▶ REQUIRED ACTION:
Every line containing the string "PathBuf" should be returned from the records.

▶ RECORDS TO PROCESS:

//! Per-definition review results.

use std::path::{Path, PathBuf};

use serde::{Deserialize, Serialize};

use crate::analysis::MethodDefinition;
use crate::reviewer::StructuredResponse;

/// Outcome of reviewing one definition.
#[derive(Debug, Clone, PartialEq, Eq, Serialize, Deserialize)]
pub struct AnalysisResult {
    /// Class-qualified name (`Class.method` or `function`).
    pub definition_name: String,
    pub file_path: PathBuf,
    #[serde(default)]
    pub start_line: usize,
    pub raw_response: String,
    pub structured_response: StructuredResponse,
    /// Reviewer failure for this unit, if any.
    #[serde(default, skip_serializing_if = "Option::is_none")]
    pub error: Option<String>,
    /// Whether this result was reused from a cache entry.
    #[serde(default)]
    pub from_cache: bool,
}

impl AnalysisResult {
    /// Result for a reviewer reply. Unparseable replies get the default response.
    pub fn from_response(definition: &MethodDefinition, raw_response: String) -> Self {
        let structured_response = StructuredResponse::parse_or_default(&raw_response);
        Self {
            definition_name: definition.qualified_name(),
            file_path: definition.file.clone(),
            start_line: definition.span.start_line,
            raw_response,
            structured_response,
            error: None,
            from_cache: false,
        }
    }

    /// Result for a failed reviewer call.
    pub fn from_error(definition: &MethodDefinition, error: impl Into<String>) -> Self {
        let error = error.into();
        Self {
            definition_name: definition.qualified_name(),
            file_path: definition.file.clone(),
            start_line: definition.span.start_line,
            raw_response: String::new(),
            structured_response: StructuredResponse::with_error(format!("Error: {}", error)),
            error: Some(error),
            from_cache: false,
        }
    }

    pub fn is_error(&self) -> bool {
        self.error.is_some()
    }

    /// Whether this result belongs to the definition named `name` starting at
    /// `start_line` in `file`.
    pub fn is_for(&self, name: &str, file: &Path, start_line: usize) -> bool {
        self.definition_name == name && self.file_path == file && self.start_line == start_line
    }

    pub fn score(&self) -> u8 {
        self.structured_response.overall_score
    }
}

#[cfg(test)]
mod tests {
    use super::*;
    use crate::analysis::Span;

    fn definition() -> MethodDefinition {
        MethodDefinition {
            module: "svc".to_string(),
            name: "run".to_string(),
            class_name: Some("Service".to_string()),
            file: PathBuf::from("/proj/svc.py"),
            span: Span {
                start_line: 4,
                ..Span::default()
            },
            text: "def run(self): pass".to_string(),
        }
    }

    #[test]
    fn test_from_response() {
        let r = AnalysisResult::from_response(&definition(), r#"{"overall_score": 6}"#.to_string());
        assert_eq!(r.definition_name, "Service.run");
        assert_eq!(r.start_line, 4);
        assert_eq!(r.score(), 6);
        assert!(!r.is_error());
        assert!(r.is_for("Service.run", Path::new("/proj/svc.py"), 4));
        assert!(!r.is_for("Service.run", Path::new("/proj/svc.py"), 9));
    }

    #[test]
    fn test_from_error() {
        let r = AnalysisResult::from_error(&definition(), "request timed out");
        assert!(r.is_error());
        assert_eq!(r.score(), 0);
        assert!(r.structured_response.overall_feedback.contains("request timed out"));
    }

    #[test]
    fn test_legacy_fields_default() {
        let json = serde_json::json!({
            "definition_name": "f",
            "file_path": "/proj/a.py",
            "raw_response": "",
            "structured_response": StructuredResponse::default(),
        });
        let r: AnalysisResult = serde_json::from_value(json).unwrap();
        assert_eq!(r.start_line, 0);
        assert!(r.error.is_none());
        assert!(!r.from_cache);
    }
}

▶ YOUR SOLUTION:
use std::path::{Path, PathBuf};
    pub file_path: PathBuf,
            file: PathBuf::from("/proj/svc.py"),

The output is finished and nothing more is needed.